What if no one shows up?

You should prepare for this very likely scenario. Especially at the beginning of your office hours launch, you may not get the success you hope for right away; it takes time to build engagement and adoption. 

However, you may also have participation variations from one meeting to the next, and that’s totally fine. People won’t always have questions or feedback to share. Besides, the participation level at your office hours meetings will probably be synced with last updates and news of your design system. But above all, even if people don’t show up, it’s important for people to know these office hours are there for them whenever they might need it and there are low expectations of them and low friction in joining as there is no preparation needed. Also, if there are design system adoption problems and no one is attending, it might help to get other managers bought into this and have them encourage their directs to attend.

Alternatively, turn this into a more social time if a few people show up, but no one really has questions. As it is an informal meeting, you could take this opportunity to discuss other stuff – work and non-work related. It’s always a good thing for building relationships.

Tips and best practices

Remember this is a session for your design system users to informally ask questions and share feedback. You shouldn’t avoid turning it into a formal presentation and monopolize this time. Instead, ask people to share a topic and turn them into your own design system advocates.

How to measure success?

Measurement of design systems is one of the biggest challenges everyone faces. But one way to measure the effectiveness of your design system is by tracking how your office hours help your teams, and data can be used as a powerful storytelling tool. In this case, you are trying to tell a story about how office hours effectively support the community. 
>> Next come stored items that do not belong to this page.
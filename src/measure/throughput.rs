//! Download and upload phases
//!
//! Both directions time a single transfer from request start to completion.
//! Downloads are consumed chunk by chunk and only the byte count is kept;
//! uploads send one fixed-size payload and complete on the response status.

use super::ProgressSink;
use crate::{
    cancel::CancelToken,
    client::HttpClient,
    defaults::UPLOAD_FILL_BYTE,
    error::{AppError, Result},
    models::{ProgressEvent, ThroughputResult},
    types::{Direction, Phase},
};
use futures::StreamExt;
use std::sync::Arc;
use std::time::{Duration, Instant};
use tokio::time::timeout_at;
use tracing::{debug, info};

/// Progress resolution for downloads, in steps per 100%
const PROGRESS_STEPS: u64 = 1000;

/// Build an upload payload of exactly `size` bytes
pub fn build_payload(size: usize) -> Vec<u8> {
    vec![UPLOAD_FILL_BYTE; size]
}

/// Tracks received bytes and turns them into download progress events
///
/// Events are quantized to 0.1% so a fast stream of small chunks does not
/// flood subscribers, and an event is only produced when the value rises.
#[derive(Debug, Clone)]
pub struct DownloadProgress {
    total: Option<u64>,
    received: u64,
    last_step: u64,
}

impl DownloadProgress {
    /// `total` is the advertised content length, if any
    pub fn new(total: Option<u64>) -> Self {
        Self {
            total,
            received: 0,
            last_step: 0,
        }
    }

    /// True when no total size is known
    pub fn is_indeterminate(&self) -> bool {
        self.total.is_none()
    }

    pub fn received(&self) -> u64 {
        self.received
    }

    pub fn total(&self) -> Option<u64> {
        self.total
    }

    /// True once a 100% event has been produced
    pub fn is_complete(&self) -> bool {
        self.last_step >= PROGRESS_STEPS
    }

    /// Account for a chunk; returns an event if progress moved forward
    pub fn advance(&mut self, bytes: usize) -> Option<ProgressEvent> {
        self.received = self.received.saturating_add(bytes as u64);

        let total = self.total?;
        let step = if total == 0 {
            PROGRESS_STEPS
        } else {
            let done = self.received.min(total) as u128;
            (done * PROGRESS_STEPS as u128 / total as u128) as u64
        };

        if step <= self.last_step {
            return None;
        }
        self.last_step = step;
        Some(ProgressEvent::new(
            Phase::Download,
            step as f64 * 100.0 / PROGRESS_STEPS as f64,
        ))
    }

    /// True when fewer bytes arrived than the server advertised
    pub fn is_short(&self) -> bool {
        matches!(self.total, Some(total) if self.received < total)
    }
}

/// Times download and upload transfers
pub struct ThroughputMeasurer {
    client: Arc<dyn HttpClient>,
    transfer_timeout: Duration,
}

impl ThroughputMeasurer {
    pub fn new(client: Arc<dyn HttpClient>, transfer_timeout: Duration) -> Self {
        Self {
            client,
            transfer_timeout,
        }
    }

    pub fn transfer_timeout(&self) -> Duration {
        self.transfer_timeout
    }

    /// Stream the object at `url` and report the average rate
    pub async fn measure_download(
        &self,
        url: &str,
        progress: &dyn ProgressSink,
        cancel: &CancelToken,
    ) -> Result<ThroughputResult> {
        progress.report(ProgressEvent::started(Phase::Download)).await;

        let start = Instant::now();
        let deadline = tokio::time::Instant::now() + self.transfer_timeout;

        let result = cancel
            .guard(async {
                let mut stream = timeout_at(deadline, self.client.get_stream(url, self.transfer_timeout))
                    .await
                    .map_err(|_| self.timed_out())?
                    .map_err(|e| AppError::download(e.to_string()))?;

                if !stream.is_success() {
                    return Err(AppError::download(format!(
                        "server returned HTTP {}",
                        stream.status_code
                    )));
                }

                let mut tracker = DownloadProgress::new(stream.content_length);
                if tracker.is_indeterminate() {
                    progress.report(ProgressEvent::indeterminate(Phase::Download)).await;
                }

                loop {
                    let next = timeout_at(deadline, stream.chunks.next())
                        .await
                        .map_err(|_| self.timed_out())?;

                    match next {
                        Some(Ok(bytes)) => {
                            if let Some(event) = tracker.advance(bytes) {
                                debug!(progress = event.value, received = tracker.received(), "download progress");
                                progress.report(event).await;
                            }
                        }
                        Some(Err(e)) => {
                            return Err(AppError::download(format!(
                                "stream interrupted after {} bytes: {}",
                                tracker.received(),
                                e
                            )));
                        }
                        None => break,
                    }
                }

                if tracker.is_short() {
                    return Err(AppError::download(format!(
                        "stream ended after {} of {} bytes",
                        tracker.received(),
                        tracker.total().unwrap_or_default()
                    )));
                }

                if !tracker.is_complete() {
                    progress.report(ProgressEvent::finished(Phase::Download)).await;
                }
                Ok(tracker.received())
            })
            .await?;

        let measured = ThroughputResult::from_transfer(Direction::Download, result, start.elapsed());
        info!(
            bytes = measured.bytes,
            elapsed_ms = measured.elapsed.as_millis() as u64,
            rate = %measured.format_rate(),
            "download finished"
        );
        Ok(measured)
    }

    /// POST a payload of `payload_size` bytes and report the average rate
    pub async fn measure_upload(
        &self,
        url: &str,
        payload_size: usize,
        progress: &dyn ProgressSink,
        cancel: &CancelToken,
    ) -> Result<ThroughputResult> {
        let payload = build_payload(payload_size);
        progress.report(ProgressEvent::started(Phase::Upload)).await;

        let start = Instant::now();
        let response = cancel
            .guard(async {
                tokio::time::timeout(self.transfer_timeout, self.client.post(url, payload, self.transfer_timeout))
                    .await
                    .map_err(|_| AppError::upload(self.timeout_message()))?
                    .map_err(|e| AppError::upload(e.to_string()))
            })
            .await?;
        let elapsed = start.elapsed();

        if !response.is_success() {
            return Err(AppError::upload(format!(
                "server returned HTTP {}",
                response.status_code
            )));
        }

        progress.report(ProgressEvent::finished(Phase::Upload)).await;

        let measured = ThroughputResult::from_transfer(Direction::Upload, payload_size as u64, elapsed);
        info!(
            bytes = measured.bytes,
            elapsed_ms = measured.elapsed.as_millis() as u64,
            rate = %measured.format_rate(),
            "upload finished"
        );
        Ok(measured)
    }

    fn timeout_message(&self) -> String {
        format!("no completion within {}s", self.transfer_timeout.as_secs())
    }

    fn timed_out(&self) -> AppError {
        AppError::download(self.timeout_message())
    }
}

#[cfg(test)]
mod tests {
    use super::*;
    use crate::measure::{NoProgress, RecordingSink};
    use crate::testing::{DownloadScript, ScriptedClient};

    const URL: &str = "http://127.0.0.1:9/download";

    fn measurer(client: ScriptedClient) -> ThroughputMeasurer {
        ThroughputMeasurer::new(Arc::new(client), Duration::from_secs(5))
    }

    #[test]
    fn test_build_payload_exact_size() {
        let payload = build_payload(1024 * 1024);
        assert_eq!(payload.len(), 1_048_576);
        assert!(payload.iter().all(|b| *b == b'0'));
        assert!(build_payload(0).is_empty());
    }

    #[test]
    fn test_download_progress_quantized_and_monotonic() {
        let mut tracker = DownloadProgress::new(Some(10_000));

        // 5 bytes is below one 0.1% step
        assert!(tracker.advance(5).is_none());
        assert_eq!(tracker.advance(5).map(|e| e.value), Some(0.1));
        assert_eq!(tracker.advance(4_990).map(|e| e.value), Some(50.0));
        assert!(tracker.advance(0).is_none());
        assert_eq!(tracker.advance(5_000).map(|e| e.value), Some(100.0));
        assert!(tracker.is_complete());
        assert!(!tracker.is_short());
    }

    #[test]
    fn test_download_progress_clamps_overrun() {
        let mut tracker = DownloadProgress::new(Some(100));
        assert_eq!(tracker.advance(250).map(|e| e.value), Some(100.0));
        assert!(tracker.advance(10).is_none());
        assert_eq!(tracker.received(), 260);
    }

    #[test]
    fn test_download_progress_without_length() {
        let mut tracker = DownloadProgress::new(None);
        assert!(tracker.is_indeterminate());
        assert!(tracker.advance(1_000).is_none());
        assert!(!tracker.is_short());
        assert_eq!(tracker.received(), 1_000);
    }

    #[tokio::test]
    async fn test_download_counts_all_chunks() {
        let client = ScriptedClient::new().with_download(DownloadScript::chunks(vec![65_536; 16]));
        let sink = RecordingSink::new();

        let result = measurer(client)
            .measure_download(URL, &sink, &CancelToken::new())
            .await
            .unwrap();

        assert_eq!(result.direction, Direction::Download);
        assert_eq!(result.bytes, 1_048_576);

        let values: Vec<f64> = sink.events().iter().map(|e| e.value).collect();
        assert_eq!(values.first(), Some(&0.0));
        assert_eq!(values.last(), Some(&100.0));
        assert!(values.windows(2).all(|w| w[0] <= w[1]));
        assert_eq!(values.iter().filter(|v| **v == 100.0).count(), 1);
    }

    #[tokio::test]
    async fn test_download_without_length_is_indeterminate() {
        let client = ScriptedClient::new().with_download(DownloadScript::chunks(vec![1_000; 4]).without_length());
        let sink = RecordingSink::new();

        let result = measurer(client)
            .measure_download(URL, &sink, &CancelToken::new())
            .await
            .unwrap();

        assert_eq!(result.bytes, 4_000);
        let events = sink.events();
        assert!(events.iter().any(|e| e.indeterminate));
        assert_eq!(events.last().map(|e| e.value), Some(100.0));
    }

    #[tokio::test]
    async fn test_download_aborted_mid_stream() {
        let client = ScriptedClient::new().with_download(DownloadScript::chunks(vec![1_000; 10]).fail_after(3));

        let err = measurer(client)
            .measure_download(URL, &NoProgress, &CancelToken::new())
            .await
            .unwrap_err();

        assert!(matches!(err, AppError::Download(_)));
        assert!(err.to_string().starts_with("Download failed"));
        assert!(err.to_string().contains("3000 bytes"));
    }

    #[tokio::test]
    async fn test_download_error_status() {
        let client = ScriptedClient::new().with_download(DownloadScript::chunks(vec![]).status(404));

        let err = measurer(client)
            .measure_download(URL, &NoProgress, &CancelToken::new())
            .await
            .unwrap_err();

        assert!(err.to_string().contains("HTTP 404"));
    }

    #[tokio::test]
    async fn test_download_shorter_than_advertised() {
        let client = ScriptedClient::new().with_download(DownloadScript::chunks(vec![500, 500]).content_length(5_000));

        let err = measurer(client)
            .measure_download(URL, &NoProgress, &CancelToken::new())
            .await
            .unwrap_err();

        assert!(matches!(err, AppError::Download(_)));
        assert!(err.to_string().contains("1000 of 5000"));
    }

    #[tokio::test]
    async fn test_download_transfer_timeout() {
        let client = ScriptedClient::new()
            .with_download(DownloadScript::chunks(vec![1_000; 10]).chunk_delay(Duration::from_millis(100)));
        let measurer = ThroughputMeasurer::new(Arc::new(client), Duration::from_millis(250));

        let err = measurer
            .measure_download(URL, &NoProgress, &CancelToken::new())
            .await
            .unwrap_err();

        assert!(matches!(err, AppError::Download(_)));
    }

    #[tokio::test]
    async fn test_download_cancel_is_not_a_download_error() {
        let client = ScriptedClient::new()
            .with_download(DownloadScript::chunks(vec![1_000; 100]).chunk_delay(Duration::from_millis(50)));
        let cancel = CancelToken::new();
        let trigger = cancel.clone();
        tokio::spawn(async move {
            tokio::time::sleep(Duration::from_millis(120)).await;
            trigger.cancel();
        });

        let err = measurer(client).measure_download(URL, &NoProgress, &cancel).await.unwrap_err();
        assert_eq!(err, AppError::Cancelled);
    }

    #[tokio::test]
    async fn test_upload_sends_payload() {
        let client = Arc::new(ScriptedClient::new().with_upload_delay(Duration::from_millis(20)));
        let measurer = ThroughputMeasurer::new(client.clone(), Duration::from_secs(5));
        let sink = RecordingSink::new();

        let result = measurer
            .measure_upload("http://127.0.0.1:9/upload", 1_048_576, &sink, &CancelToken::new())
            .await
            .unwrap();

        assert_eq!(result.direction, Direction::Upload);
        assert_eq!(result.bytes, 1_048_576);
        assert!(result.rate_mbps > 0.0);
        assert_eq!(client.uploaded_bytes(), vec![1_048_576]);

        let values: Vec<f64> = sink.events().iter().map(|e| e.value).collect();
        assert_eq!(values, vec![0.0, 100.0]);
    }

    #[tokio::test]
    async fn test_upload_error_status() {
        let client = ScriptedClient::new().with_upload_status(500);

        let err = measurer(client)
            .measure_upload("http://127.0.0.1:9/upload", 1024, &NoProgress, &CancelToken::new())
            .await
            .unwrap_err();

        assert!(matches!(err, AppError::Upload(_)));
        assert!(err.to_string().contains("HTTP 500"));
    }

    #[tokio::test]
    async fn test_upload_transport_failure() {
        let client = ScriptedClient::new().with_upload_failure("connection reset");

        let err = measurer(client)
            .measure_upload("http://127.0.0.1:9/upload", 1024, &NoProgress, &CancelToken::new())
            .await
            .unwrap_err();

        assert!(err.to_string().starts_with("Upload failed"));
        assert!(err.to_string().contains("connection reset"));
    }
}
Here are some KPIs you can monitor to measure your office hours’ success and keep improving them.

Customer Satisfaction

Make sure you ask participants for feedback during office hours. As these meetings are like a support session for them, if you want to improve your office hours, ask them to complete a quick survey (through Google Forms, Typeform etc.)  to rate the quality of support they received. As a matter of fact, a score of at least 80% is considered a reliable indicator of success in the industry.
Further, a five-star rating scale and commentaries supporting the rating can also be used to judge the quality of support provided during these office hours.

Rate of Resolution

Use the survey to ask if you successfully solved their problem. You can determine their effectiveness by measuring how frequently questions are resolved during these office hours. According to Karissa Woodward who based her metrics on the industry-standard benchmark, you should strive for a resolution rate of 65 to 75%. In the case of unresolved issues, you can still request more information, schedule a meeting, or direct them to other channels and people for additional help.

Next steps

Try to record your office hours meetings and give people access to these recordings so they can watch them later. You can use solutions like Loom to help you edit async video meetings.
You can also have follow-up emails or Slack/Teams messages to summarize what has been discussed during these office hours. This work can even be automated to increase efficiency and standardize the process. You can learn more about automation in Karissa Woodward’s article to level up office hours with Airtable. Don’t forget your new hires and if you can, also try to document these meetings on a shared note taking space such as a Confluence, Notion or even a zeroheight 😉

By committing to transparency and sharing, you build a spirit of trust around your design system and create a culture of access.

Wrapping up

Office hours eliminates the guesswork about when (or how) to get in touch, and team members never feel left out but it’s especially about actively welcoming people into your design system. Remember that design systems are made by humans, for humans. You can have the best design system in the world, but if you fail with your adoption and engagement, your design system is doomed. Office hours aren’t just helpful for getting feedback or better communication; they are an excellent way to scale up your design system and get the success it deserves.